Inzwischen ist ein solcher Konfessionalismus durch verschiedene Erneuerungsbewegungen des 19. und 20. Jahrhunderts jedoch weitgehend überwunden, sodass man mit Kardinal Walter Kasper sagen kann: »Katholische Kirche ist dort, wo kein Auswahlevangelium und keine parteiische Ideologie, sondern der ganze Glaube aller Zeiten und Räume in seiner Fülle ohne Abstriche verkündet wird, wo man Jesus Christus bei allen Völkern und in allen Kulturen für alle Menschen ungeachtet ihres Standes, ihres Geschlechts, ihrer ethnischen Zugehörigkeit und ihrer Kultur bezeugt und der Christusglaube alle Dimensionen des Menschen ganzheitlich zu durchdringen sucht, wo innerhalb der Einheit einer größtmöglichen Vielfalt Raum gegeben wird und wo man im Heiligen Geist hör- und lernbereit ist für das je Größere und je Neue der in Jesus Christus in menschlicher Gestalt erschienenen Fülle. Katholizität … meint das Gegenteil von bornierter Engstirnigkeit und Abgrenzungsmentalität. Sie ist keine statische, sondern eine dynamische Wirklichkeit.«1

Dazu gehört aber auch, nicht verschwommen und unbestimmt zu sein oder zu bleiben, sondern im jeweiligen gesellschaftlichen Kontext konkret Fuß zu fassen und sichtbar Gestalt anzunehmen. Von Inkulturation ist dabei die Rede. Zur Einheit kommt folglich die Vielfalt hinzu. Insofern kann man durchaus sagen, dass nicht überall alles genauso katholisch ist: in Italien wie in Schweden, in Polen wie in Deutschland, in Papua-Neuguinea wie in den USA, in Bayern wie in Schleswig-Holstein, im Rheinland wie in Sachsen-Anhalt.
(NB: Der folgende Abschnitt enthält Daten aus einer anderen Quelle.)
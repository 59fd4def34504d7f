//! The set of projects rooted at a builds directory.

use cinder_config::ServerConfig;
use cinder_core::runner::BuildRunner;
use std::path::{Path, PathBuf};
use std::sync::Arc;
use tracing::{debug, info, warn};

use crate::error::{ProjectError, Result};
use crate::project::{self, Project};

/// All projects under one builds root, keyed by name.
///
/// Membership mirrors the subdirectories of the root as of the last
/// [`load_all`](ProjectRegistry::load_all), plus whatever was added or
/// removed through this registry since.
pub struct ProjectRegistry {
    root: PathBuf,
    runner: Arc<dyn BuildRunner>,
    projects: Vec<Project>,
}

impl ProjectRegistry {
    pub fn new(root: impl Into<PathBuf>, runner: Arc<dyn BuildRunner>) -> Self {
        Self {
            root: root.into(),
            runner,
            projects: Vec::new(),
        }
    }

    pub fn from_config(config: &ServerConfig, runner: Arc<dyn BuildRunner>) -> Self {
        Self::new(config.builds_root.clone(), runner)
    }

    pub fn root(&self) -> &Path {
        &self.root
    }

    /// Where the project called `name` lives, registered or not.
    pub fn project_dir(&self, name: &str) -> PathBuf {
        self.root.join(name)
    }

    /// Reload every project from disk, replacing the current collection.
    ///
    /// Subdirectories that are not projects are skipped, as are projects that
    /// fail to load (with a warning). Every call builds new [`Project`]
    /// instances.
    pub async fn load_all(&mut self) -> Result<&[Project]> {
        std::fs::create_dir_all(&self.root).map_err(|e| ProjectError::io(&self.root, e))?;

        let entries = std::fs::read_dir(&self.root).map_err(|e| ProjectError::io(&self.root, e))?;
        let mut dirs = Vec::new();
        for entry in entries {
            let entry = entry.map_err(|e| ProjectError::io(&self.root, e))?;
            let path = entry.path();
            if path.is_dir() {
                dirs.push(path);
            }
        }
        dirs.sort();

        let mut projects = Vec::with_capacity(dirs.len());
        for dir in dirs {
            let name = dir.file_name().and_then(|n| n.to_str()).unwrap_or_default();
            if project::validate_name(name).is_err() {
                debug!(path = %dir.display(), "Skipping directory with reserved name");
                continue;
            }
            match Project::load_or_create(&dir, self.runner.clone()).await {
                Ok(project) => projects.push(project),
                Err(ProjectError::NotAProject(path)) => {
                    debug!(path = %path.display(), "Skipping non-project directory");
                }
                Err(ProjectError::InvalidName { name, .. }) => {
                    debug!(name = %name, "Skipping directory with reserved name");
                }
                Err(e) => {
                    warn!(path = %dir.display(), error = %e, "Failed to load project");
                }
            }
        }

        info!(root = %self.root.display(), projects = projects.len(), "Loaded projects");
        self.projects = projects;
        Ok(&self.projects)
    }

    /// Register a new project: create its directory, persist its settings and
    /// check out its working copy.
    ///
    /// The directory is assembled under a hidden name and renamed into place
    /// once complete, so a concurrent [`load_all`](Self::load_all) never sees
    /// a half-made project. If any step fails, nothing is left behind.
    pub async fn add(&mut self, project: Project) -> Result<&Project> {
        let name = project.name().to_string();
        let expected = self.project_dir(&name);
        if project.path() != expected {
            return Err(ProjectError::OutsideRoot {
                path: project.path().to_path_buf(),
                root: self.root.clone(),
            });
        }
        if self.find(&name).is_some() || expected.exists() {
            return Err(ProjectError::DuplicateProject(name));
        }

        std::fs::create_dir_all(&self.root).map_err(|e| ProjectError::io(&self.root, e))?;
        let staging = self.root.join(format!(".{name}.adding"));
        match std::fs::create_dir(&staging) {
            Ok(()) => {}
            Err(e) if e.kind() == std::io::ErrorKind::AlreadyExists => {
                return Err(ProjectError::DuplicateProject(name));
            }
            Err(e) => return Err(ProjectError::io(&staging, e)),
        }

        if let Err(e) = Self::initialize(&project, &staging, &expected).await {
            warn!(project = %name, error = %e, "Project setup failed, rolling back");
            if let Err(rm) = std::fs::remove_dir_all(&staging) {
                warn!(path = %staging.display(), error = %rm, "Rollback could not remove project directory");
            }
            return Err(e);
        }

        project.record_state();
        info!(project = %name, source_control = %project.source_control().kind(), "Added project");
        self.projects.push(project);
        self.projects.sort_by(|a, b| a.name().cmp(b.name()));
        self.find(&name)
            .ok_or_else(|| cinder_core::Error::Internal(format!("project {name} vanished")).into())
    }

    async fn initialize(project: &Project, staging: &Path, target: &Path) -> Result<()> {
        cinder_config::save_project(staging, project.settings())?;
        project
            .source_control()
            .checkout(&staging.join(project::WORK_DIR))
            .await?;
        if target.exists() {
            return Err(ProjectError::DuplicateProject(project.name().to_string()));
        }
        std::fs::rename(staging, target).map_err(|e| ProjectError::io(target, e))
    }

    /// Unregister a project and delete its directory.
    pub fn remove(&mut self, name: &str) -> Result<Project> {
        let idx = self
            .projects
            .iter()
            .position(|p| p.name() == name)
            .ok_or_else(|| ProjectError::NotFound(name.to_string()))?;
        let project = self.projects.remove(idx);

        match std::fs::remove_dir_all(project.path()) {
            Ok(()) => {}
            Err(e) if e.kind() == std::io::ErrorKind::NotFound => {}
            Err(e) => return Err(ProjectError::io(project.path(), e)),
        }
        info!(project = %name, "Removed project");
        Ok(project)
    }

    pub fn list(&self) -> &[Project] {
        &self.projects
    }

    pub fn find(&self, name: &str) -> Option<&Project> {
        self.projects.iter().find(|p| p.name() == name)
    }

    pub fn find_mut(&mut self, name: &str) -> Option<&mut Project> {
        self.projects.iter_mut().find(|p| p.name() == name)
    }

    pub fn iter(&self) -> impl Iterator<Item = &Project> {
        self.projects.iter()
    }

    pub fn len(&self) -> usize {
        self.projects.len()
    }

    pub fn is_empty(&self) -> bool {
        self.projects.is_empty()
    }

    /// Request a build of a registered project.
    pub fn request_force_build(&self, name: &str) -> Result<()> {
        match self.find(name) {
            Some(project) => project.request_force_build(),
            None => Err(ProjectError::NotFound(name.to_string())),
        }
    }

    /// Request a build of the project called `name` by its directory alone,
    /// without loading it. Used by processes other than the server.
    pub fn request_force_build_on_disk(&self, name: &str) -> Result<()> {
        project::validate_name(name)?;
        let dir = self.project_dir(name);
        if !dir.join(cinder_config::PROJECT_FILE).is_file() {
            return Err(ProjectError::NotFound(name.to_string()));
        }
        project::request_force_build(&dir)
    }

    /// Hand over every registered project, leaving the registry empty.
    pub fn take_projects(&mut self) -> Vec<Project> {
        std::mem::take(&mut self.projects)
    }
}

impl<'a> IntoIterator for &'a ProjectRegistry {
    type Item = &'a Project;
    type IntoIter = std::slice::Iter<'a, Project>;

    fn into_iter(self) -> Self::IntoIter {
        self.projects.iter()
    }
}
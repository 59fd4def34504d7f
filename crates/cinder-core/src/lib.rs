//! Core domain types and traits for the Cinder build server.
//!
//! This crate contains:
//! - Revision and build records
//! - Build labels and project states
//! - The source control and build runner traits
//! - The test output parser

pub mod build;
pub mod error;
pub mod label;
pub mod log_parser;
pub mod revision;
pub mod runner;
pub mod source_control;
pub mod state;

pub use build::{Build, BuildStatus, TestErrorEntry, TestErrorKind};
pub use error::{Error, Result};
pub use label::BuildLabel;
pub use revision::Revision;
pub use runner::{BuildOutcome, BuildRunner, BuildSpec};
pub use source_control::{SourceControl, SourceControlConfig, VcsKind};
pub use state::ProjectState;
//! Build labels.

use derive_more::Display;
use serde::{Deserialize, Serialize};

/// Identifies one build within a project's history.
///
/// Labels are derived from the revision being built. A second build of the
/// same revision gets a numeric suffix (`abc1234.1`, `abc1234.2`, ...).
#[derive(Debug, Clone, PartialEq, Eq, Hash, PartialOrd, Ord, Serialize, Deserialize, Display)]
#[display("{_0}")]
#[serde(transparent)]
pub struct BuildLabel(String);

impl BuildLabel {
    /// Pick the label for a new build of `revision`, given the labels already
    /// in use.
    pub fn next<'a>(revision: &str, existing: impl IntoIterator<Item = &'a BuildLabel>) -> Self {
        let taken: Vec<&str> = existing.into_iter().map(BuildLabel::as_str).collect();
        if !taken.contains(&revision) {
            return Self(revision.to_string());
        }

        let mut rebuild = 1u32;
        loop {
            let candidate = format!("{revision}.{rebuild}");
            if !taken.contains(&candidate.as_str()) {
                return Self(candidate);
            }
            rebuild += 1;
        }
    }

    pub fn as_str(&self) -> &str {
        &self.0
    }

    /// The revision part of the label, without any rebuild suffix.
    pub fn revision(&self) -> &str {
        match self.0.rsplit_once('.') {
            Some((rev, suffix)) if suffix.chars().all(|c| c.is_ascii_digit()) => rev,
            _ => &self.0,
        }
    }
}

impl From<String> for BuildLabel {
    fn from(label: String) -> Self {
        Self(label)
    }
}

impl From<&str> for BuildLabel {
    fn from(label: &str) -> Self {
        Self(label.to_string())
    }
}
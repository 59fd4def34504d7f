//! Build runner trait and job types.
//!
//! A runner executes a project's build command against an already updated
//! working copy and reports what happened.

use async_trait::async_trait;
use serde::{Deserialize, Serialize};
use std::collections::HashMap;
use std::path::PathBuf;

use crate::Result;

/// Specification for one build command invocation.
#[derive(Debug, Clone, Serialize, Deserialize)]
pub struct BuildSpec {
    /// Shell command line to run.
    pub command: String,
    /// Directory to run it in (the project's working copy).
    pub working_dir: PathBuf,
    /// File that receives combined stdout and stderr.
    pub log_path: PathBuf,
    /// Extra environment variables.
    pub env: HashMap<String, String>,
}

/// What a build command did once it ran to completion.
#[derive(Debug, Clone, Serialize, Deserialize)]
pub struct BuildOutcome {
    /// Exit code, `None` if the process was killed by a signal.
    pub exit_code: Option<i32>,
    /// Combined stdout and stderr.
    pub output: String,
}

impl BuildOutcome {
    pub fn succeeded(&self) -> bool {
        self.exit_code == Some(0)
    }
}

/// Trait for build runners.
#[async_trait]
pub trait BuildRunner: Send + Sync {
    /// Name of this runner.
    fn name(&self) -> &'static str;

    /// Run the build to completion.
    ///
    /// A command that runs and exits non-zero is an `Ok` outcome. An `Err`
    /// ([`Error::BuildRunner`](crate::Error::BuildRunner)) means the command
    /// could not be started at all.
    async fn run(&self, spec: &BuildSpec) -> Result<BuildOutcome>;
}
//! Configuration parsing errors.

use std::path::PathBuf;

use thiserror::Error;

#[derive(Debug, Error)]
pub enum ConfigError {
    #[error("KDL parse error: {0}")]
    Parse(#[from] kdl::KdlError),

    #[error("missing required field: {0}")]
    MissingField(String),

    #[error("invalid value for {field}: {message}")]
    InvalidValue { field: String, message: String },

    #[error("duplicate definition: {0}")]
    Duplicate(String),

    #[error("IO error at {path}: {source}")]
    Io {
        path: PathBuf,
        #[source]
        source: std::io::Error,
    },
}

impl ConfigError {
    pub(crate) fn io(path: impl Into<PathBuf>, source: std::io::Error) -> Self {
        ConfigError::Io {
            path: path.into(),
            source,
        }
    }

    pub(crate) fn invalid(field: &str, message: impl Into<String>) -> Self {
        ConfigError::InvalidValue {
            field: field.to_string(),
            message: message.into(),
        }
    }
}

pub type ConfigResult<T> = std::result::Result<T, ConfigError>;
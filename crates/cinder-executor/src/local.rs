//! Local process runner.

use async_trait::async_trait;
use cinder_core::runner::{BuildOutcome, BuildRunner, BuildSpec};
use cinder_core::{Error, Result};
use std::process::Stdio;
use tokio::process::Command;
use tracing::{debug, info};

/// Runs build commands through `sh -c` on the local machine.
///
/// Stdout and stderr share one log file, so the captured output keeps the
/// interleaving the command produced.
#[derive(Debug, Clone)]
pub struct LocalProcessRunner {
    shell: String,
}

impl LocalProcessRunner {
    pub fn new() -> Self {
        Self {
            shell: "/bin/sh".to_string(),
        }
    }

    /// Use a different shell (it must accept `-c <command>`).
    pub fn with_shell(shell: impl Into<String>) -> Self {
        Self {
            shell: shell.into(),
        }
    }
}

impl Default for LocalProcessRunner {
    fn default() -> Self {
        Self::new()
    }
}

#[async_trait]
impl BuildRunner for LocalProcessRunner {
    fn name(&self) -> &'static str {
        "local"
    }

    async fn run(&self, spec: &BuildSpec) -> Result<BuildOutcome> {
        if !spec.working_dir.is_dir() {
            return Err(Error::BuildRunner(format!(
                "working copy {} does not exist",
                spec.working_dir.display()
            )));
        }

        if let Some(parent) = spec.log_path.parent() {
            std::fs::create_dir_all(parent).map_err(|e| Error::io(parent, e))?;
        }
        let log = std::fs::File::create(&spec.log_path)
            .map_err(|e| Error::io(&spec.log_path, e))?;
        let log_err = log.try_clone().map_err(|e| Error::io(&spec.log_path, e))?;

        info!(command = %spec.command, cwd = %spec.working_dir.display(), "Starting build command");

        let mut child = Command::new(&self.shell)
            .arg("-c")
            .arg(&spec.command)
            .current_dir(&spec.working_dir)
            .envs(&spec.env)
            .stdin(Stdio::null())
            .stdout(Stdio::from(log))
            .stderr(Stdio::from(log_err))
            .spawn()
            .map_err(|e| Error::BuildRunner(format!("{}: {}", self.shell, e)))?;

        let status = child
            .wait()
            .await
            .map_err(|e| Error::BuildRunner(format!("failed to wait for build: {}", e)))?;

        let output = std::fs::read(&spec.log_path)
            .map(|bytes| String::from_utf8_lossy(&bytes).into_owned())
            .map_err(|e| Error::io(&spec.log_path, e))?;

        debug!(exit_code = ?status.code(), bytes = output.len(), "Build command finished");

        Ok(BuildOutcome {
            exit_code: status.code(),
            output,
        })
    }
}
Auf diesem Hintergrund meint »anders katholisch« also, vor Ort eine eigene Geschichte zu haben und mit besonderen Prägungen und Herausforderungen unterwegs zu sein, die sich von der kirchlichen Wirklichkeit in anderen Ländern oder Regionen merklich unterscheiden. Oftmals verbindet sich damit sogar ein unverwechselbarer »Stallgeruch«.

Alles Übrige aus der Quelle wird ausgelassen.